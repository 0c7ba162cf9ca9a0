//! Route tables for the four listeners §6 describes: telemetry ingest, the
//! JSON/SSE API, health probes, and Prometheus exposition. Split into
//! separate `Router`s (rather than one router on one port) so a slow
//! `/v1/metrics` client can't starve a liveness probe, and so operators can
//! put different network policy in front of ingest than the dashboard API.

use crate::sse::SseHub;
use crate::state::AppState;
use crate::{api, health, ingest, metrics};
use axum::response::sse::{Event, Sse};
use axum::routing::{get, post};
use axum::Router;
use std::convert::Infallible;
use std::time::Duration;
use tower_http::cors::{Any, CorsLayer};
use tower_http::timeout::TimeoutLayer;

fn cors() -> CorsLayer {
    CorsLayer::new().allow_origin(Any).allow_methods(Any).allow_headers(Any)
}

/// C1: `POST /v1/metrics`. §5 gives ingestion requests a 5s deadline.
pub fn ingest_router(state: AppState) -> Router {
    Router::new()
        .route("/v1/metrics", post(ingest::ingest_metrics))
        .layer(TimeoutLayer::new(Duration::from_secs(5)))
        .layer(cors())
        .with_state(state)
}

async fn sse_handler(
    state: axum::extract::State<AppState>,
    headers: axum::http::HeaderMap,
) -> Sse<impl futures::stream::Stream<Item = Result<Event, Infallible>>> {
    let last_event_id = headers
        .get("last-event-id")
        .and_then(|v| v.to_str().ok())
        .and_then(|v| v.parse::<u64>().ok());
    Sse::new(state.sse.stream(last_event_id)).keep_alive(SseHub::keep_alive())
}

/// C8: JSON session API plus `GET /events` (SSE). The 30s handshake
/// deadline (§5) belongs on the connect, not the long-lived stream body, so
/// it isn't layered on here; `axum::serve`'s accept loop plus the client's
/// own read timeout cover it in practice.
pub fn api_router(state: AppState) -> Router {
    Router::new()
        .route("/api/sessions", get(api::list_sessions))
        .route("/api/sessions/{id}", get(api::get_session))
        .route("/api/sessions/{id}/plan", post(api::put_plan))
        .route("/api/sessions/{id}/update", post(api::patch_status))
        .route("/api/sessions/{id}/end", post(api::end_session))
        .route("/api/diagnostics/quarantine", get(api::list_quarantined))
        .route("/events", get(sse_handler))
        .layer(cors())
        .with_state(state)
}

/// Health probes on their own port so they stay reachable even if the
/// API/ingest listeners are saturated (§4.9 "user-visible behavior").
pub fn health_router(state: AppState) -> Router {
    Router::new()
        .route("/health", get(health::health))
        .route("/health/live", get(health::live))
        .route("/health/ready", get(health::ready))
        .with_state(state)
}

/// Prometheus exposition, same isolation rationale as `health_router`.
pub fn prometheus_router(state: AppState) -> Router {
    Router::new().route("/metrics", get(metrics::metrics)).with_state(state)
}
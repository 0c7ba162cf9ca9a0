//! Publication Layer JSON endpoints (C8, §4.8): session listing/detail and
//! the external-controller mutation endpoints (`plan`, `update`, `end`).

use crate::error::{simple_error, ApiError};
use crate::state::AppState;
use axum::extract::{Path, State};
use axum::http::StatusCode;
use axum::response::{IntoResponse, Response};
use axum::Json;
use ctxward_core::models::{ExecutionPlan, ExternalStatusUpdate, SessionId, Task};
use serde::Serialize;
use serde_json::json;

/// `GET /api/sessions` — copy-on-read snapshot of every tracked session
/// (§4.8: "not coherent with any specific SSE position").
pub async fn list_sessions(State(state): State<AppState>) -> Json<serde_json::Value> {
    let sessions = state.governor.registry.list_active().await;
    Json(json!({ "sessions": sessions, "total": sessions.len() }))
}

#[derive(Serialize)]
struct SessionDetail {
    #[serde(flatten)]
    snapshot: ctxward_core::SessionSnapshot,
    execution_plan: ExecutionPlan,
    current_task: Option<String>,
    phase: Option<String>,
    quality_score: Option<f64>,
    iteration: Option<u64>,
    checkpoint_threshold: f64,
    warning_threshold: f64,
    compaction_threshold: f64,
}

/// `GET /api/sessions/:id` — full detail including `executionPlan`, opaque
/// external-status fields, and the session's currently learned thresholds.
pub async fn get_session(State(state): State<AppState>, Path(id): Path<String>) -> Response {
    let session_id: SessionId = id.as_str().into();
    let Some(handle) = state.governor.registry.get(&session_id) else {
        return ApiError::from(ctxward_core::CoreError::SessionNotFound(id)).into_response();
    };
    let locked = handle.lock().await;
    let detail = SessionDetail {
        snapshot: ctxward_core::SessionSnapshot::from(&locked.record),
        execution_plan: locked.record.execution_plan.clone(),
        current_task: locked.record.external.current_task.clone(),
        phase: locked.record.external.phase.clone(),
        quality_score: locked.record.external.quality_score,
        iteration: locked.record.external.iteration,
        checkpoint_threshold: locked.record.thresholds.checkpoint_threshold,
        warning_threshold: locked.record.thresholds.warning_threshold,
        compaction_threshold: locked.record.thresholds.compaction_threshold,
    };
    Json(detail).into_response()
}

#[derive(serde::Deserialize)]
pub struct PlanRequest {
    tasks: Vec<Task>,
}

/// `POST /api/sessions/:id/plan` — replace the execution plan. Opaque to
/// the core beyond status/progress bookkeeping (§3 `ExecutionPlan`).
pub async fn put_plan(
    State(state): State<AppState>,
    Path(id): Path<String>,
    Json(req): Json<PlanRequest>,
) -> Response {
    let session_id: SessionId = id.as_str().into();
    let Some(handle) = state.governor.registry.get(&session_id) else {
        return ApiError::from(ctxward_core::CoreError::SessionNotFound(id)).into_response();
    };
    let mut locked = handle.lock().await;
    locked.record.execution_plan.replace(req.tasks);
    StatusCode::NO_CONTENT.into_response()
}

/// `POST /api/sessions/:id/update` — patch `currentTask`/`phase`/
/// `qualityScore`/`iteration`; unset fields in the request keep their
/// previous value.
pub async fn patch_status(
    State(state): State<AppState>,
    Path(id): Path<String>,
    Json(update): Json<ExternalStatusUpdate>,
) -> Response {
    let session_id: SessionId = id.as_str().into();
    let Some(handle) = state.governor.registry.get(&session_id) else {
        return ApiError::from(ctxward_core::CoreError::SessionNotFound(id)).into_response();
    };
    let mut locked = handle.lock().await;
    locked.record.external.apply(update);
    StatusCode::NO_CONTENT.into_response()
}

/// `POST /api/sessions/:id/end` — transition to `closed` via C6's wrap-up
/// path.
pub async fn end_session(State(state): State<AppState>, Path(id): Path<String>) -> Response {
    let session_id: SessionId = id.as_str().into();
    if state.governor.registry.get(&session_id).is_none() {
        return ApiError::from(ctxward_core::CoreError::SessionNotFound(id)).into_response();
    }
    state.governor.wrap_up_session(&id).await;
    StatusCode::NO_CONTENT.into_response()
}

/// `GET /api/diagnostics/quarantine` — supplemental diagnostics endpoint:
/// blobs C7 has quarantined because they failed to parse (§6).
pub async fn list_quarantined(State(state): State<AppState>) -> Response {
    match state.governor.store.list_quarantined().await {
        Ok(names) => Json(json!({ "quarantined": names })).into_response(),
        Err(e) => simple_error(StatusCode::INTERNAL_SERVER_ERROR, e.code(), e.to_string()),
    }
}

#[cfg(test)]
mod tests {
    use super::*;
    use crate::sse::SseHub;
    use ctxward_core::{Config, EventBus, FileStateStore, Governor};
    use std::sync::Arc;

    async fn test_state() -> (AppState, tempfile::TempDir) {
        let dir = tempfile::tempdir().unwrap();
        let mut config = Config::default();
        config.data_dir = dir.path().to_path_buf();
        let store: Arc<dyn ctxward_core::StateStore> =
            Arc::new(FileStateStore::new(dir.path()).await.unwrap());
        let governor = Arc::new(Governor::new(&config, store));
        let sse = Arc::new(SseHub::new(EventBus::default(), 16));
        (
            AppState {
                governor,
                config: Arc::new(config),
                sse,
            },
            dir,
        )
    }

    #[tokio::test]
    async fn unknown_session_detail_is_404() {
        let (state, _dir) = test_state().await;
        let response = get_session(State(state), Path("nope".into())).await;
        assert_eq!(response.status(), StatusCode::NOT_FOUND);
    }

    #[tokio::test]
    async fn list_sessions_starts_empty() {
        let (state, _dir) = test_state().await;
        let Json(value) = list_sessions(State(state)).await;
        assert_eq!(value["total"], 0);
    }

    #[tokio::test]
    async fn plan_and_status_updates_round_trip() {
        let (state, _dir) = test_state().await;
        state
            .governor
            .registry
            .get_or_create(&"s-1".into(), &"p".into(), None, 0);

        let plan = PlanRequest {
            tasks: vec![Task {
                id: "t1".into(),
                content: "write tests".into(),
                status: ctxward_core::models::TaskStatus::InProgress,
                progress: 50,
                active_form: None,
            }],
        };
        let response = put_plan(State(state.clone()), Path("s-1".into()), Json(plan)).await;
        assert_eq!(response.status(), StatusCode::NO_CONTENT);

        let update = ExternalStatusUpdate {
            current_task: Some("writing tests".into()),
            phase: None,
            quality_score: Some(0.9),
            iteration: Some(3),
        };
        let response = patch_status(State(state.clone()), Path("s-1".into()), Json(update)).await;
        assert_eq!(response.status(), StatusCode::NO_CONTENT);

        let handle = state.governor.registry.get(&"s-1".into()).unwrap();
        let locked = handle.lock().await;
        assert_eq!(locked.record.execution_plan.tasks.len(), 1);
        assert_eq!(locked.record.external.quality_score, Some(0.9));
    }
}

WHAT NEEDS TO BE DONE
Extract the first line above and each line after it up to and including the one with "use std::convert::Infallible;", please, exactly and with nothing else.

SOLUTION TO THIS EXERCISE
repository 0c7ba162cf9ca9a0
//! Route tables for the four listeners §6 describes: telemetry ingest, the
//! JSON/SSE API, health probes, and Prometheus exposition. Split into
//! separate `Router`s (rather than one router on one port) so a slow
//! `/v1/metrics` client can't starve a liveness probe, and so operators can
//! put different network policy in front of ingest than the dashboard API.

use crate::sse::SseHub;
use crate::state::AppState;
use crate::{api, health, ingest, metrics};
use axum::response::sse::{Event, Sse};
use axum::routing::{get, post};
use axum::Router;
use std::convert::Infallible;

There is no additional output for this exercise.